I know there is another revised version of this book that rearranges the story chronologically and I can understand the reasoning behind that. I’m sure I would have found it much easier to get into the book if it had started with Dick and Nicole instead of Rosemary. However, I think taking Rosemary’s section away from the beginning would remove the sense of mystery – the fact that we first see the Divers through Rosemary’s youthful and naïve eyes means there is more impact when we discover that there’s actually much more to their marriage than meets the eye.
I’m aware that Tender is the Night is partly autobiographical and inspired by Fitzgerald’s own life with his wife, Zelda, who also suffered from mental illness. As I’ve never had enough interest in the Fitzgeralds to have read about their lives in any depth, the autobiographical aspect of the story didn’t have a lot of meaning for me, but I could appreciate that he was drawing on his own experiences with Zelda to give his portrayal of Dick and Nicole’s relationship a feeling of authenticity.

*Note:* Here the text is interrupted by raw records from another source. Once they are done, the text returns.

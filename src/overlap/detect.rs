use crate::overlap::geometry::{OverlapOpts, estimate_font_px, focal_box, image_box};
use crate::scene::model::{Layer, Scene, Section};

/// Outcome of an overlap check. Warnings are advisory and never block rendering.
#[derive(Debug, Clone, Default, PartialEq, Eq, serde::Serialize)]
pub struct OverlapReport {
    /// `true` iff `warnings` is empty.
    pub valid: bool,
    /// Probable collisions and layers that need manual review.
    pub warnings: Vec<String>,
}

impl OverlapReport {
    fn from_warnings(warnings: Vec<String>) -> Self {
        Self {
            valid: warnings.is_empty(),
            warnings,
        }
    }
}

/// Estimate whether any positioned image layer of `section` collides with its focal text.
///
/// Custom layers are never measured; each one yields a manual-verification warning.
#[tracing::instrument(skip(section, opts), fields(section = %section.id))]
pub fn validate_hero_overlap(section: &Section, opts: &OverlapOpts) -> OverlapReport {
    let mut warnings = Vec::new();

    let expr = section
        .focal
        .font_size
        .as_deref()
        .unwrap_or(&opts.default_font_size);
    let font_px = match estimate_font_px(expr, opts.viewport) {
        Ok(px) => px,
        Err(e) => {
            warnings.push(format!(
                "focal font size could not be estimated ({e}); assuming the default"
            ));
            estimate_font_px(&opts.default_font_size, opts.viewport).unwrap_or(48.0)
        }
    };
    let focal = focal_box(&section.focal, font_px, opts);

    for (i, layer) in section.layers.iter().enumerate() {
        match layer {
            Layer::Image(image) => {
                let Some(bounds) = image_box(image, opts) else {
                    continue;
                };
                if bounds.overlaps(&focal) {
                    warnings.push(format!(
                        "image layer {i} (\"{}\") at {bounds} probably overlaps the focal text \
                         at {focal}",
                        image.src
                    ));
                }
            }
            Layer::Custom(custom) => warnings.push(format!(
                "custom layer {i} ({}) cannot be checked automatically; verify manually that \
                 it stays clear of the focal text",
                custom.renderer.key()
            )),
            Layer::Background(_) => {}
        }
    }

    for w in &warnings {
        tracing::warn!(section = %section.id, "{w}");
    }
    OverlapReport::from_warnings(warnings)
}

/// Run [`validate_hero_overlap`] over every section, prefixing warnings with the section id.
#[tracing::instrument(skip(scene, opts))]
pub fn validate_all_sections(scene: &Scene, opts: &OverlapOpts) -> OverlapReport {
    let warnings = scene
        .sections
        .iter()
        .flat_map(|section| {
            validate_hero_overlap(section, opts)
                .warnings
                .into_iter()
                .map(move |w| format!("section \"{}\": {w}", section.id))
        })
        .collect();
    OverlapReport::from_warnings(warnings)
}

#[cfg(test)]
#[path = "../../tests/unit/overlap/detect.rs"]
mod tests;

However, I’m not sure if I really liked this book any more than I liked The Great Gatsby. It’s a more complex, mature and emotionally moving story, but with both novels I have struggled to fully connect with any of the characters, something that is more important to me than the elegant writing and complex themes. It’s possible that if I was married I might have more understanding of Dick and Nicole – although I couldn’t identify with Rosemary either, so maybe that wasn’t the problem.
I do think Fitzgerald’s prose is beautiful (I loved the descriptions of the French Riviera, Italy and Switzerland) and this is a book that needs to be read slowly so that you can really appreciate the beauty of each sentence. If I’m going to be honest, though, the feeling of boredom I felt near the beginning stayed with me throughout the whole book. I know now that Fitzgerald is never going to be a favourite author of mine, but I’m glad I’ve at least given him a chance by reading two of his novels before coming to that conclusion.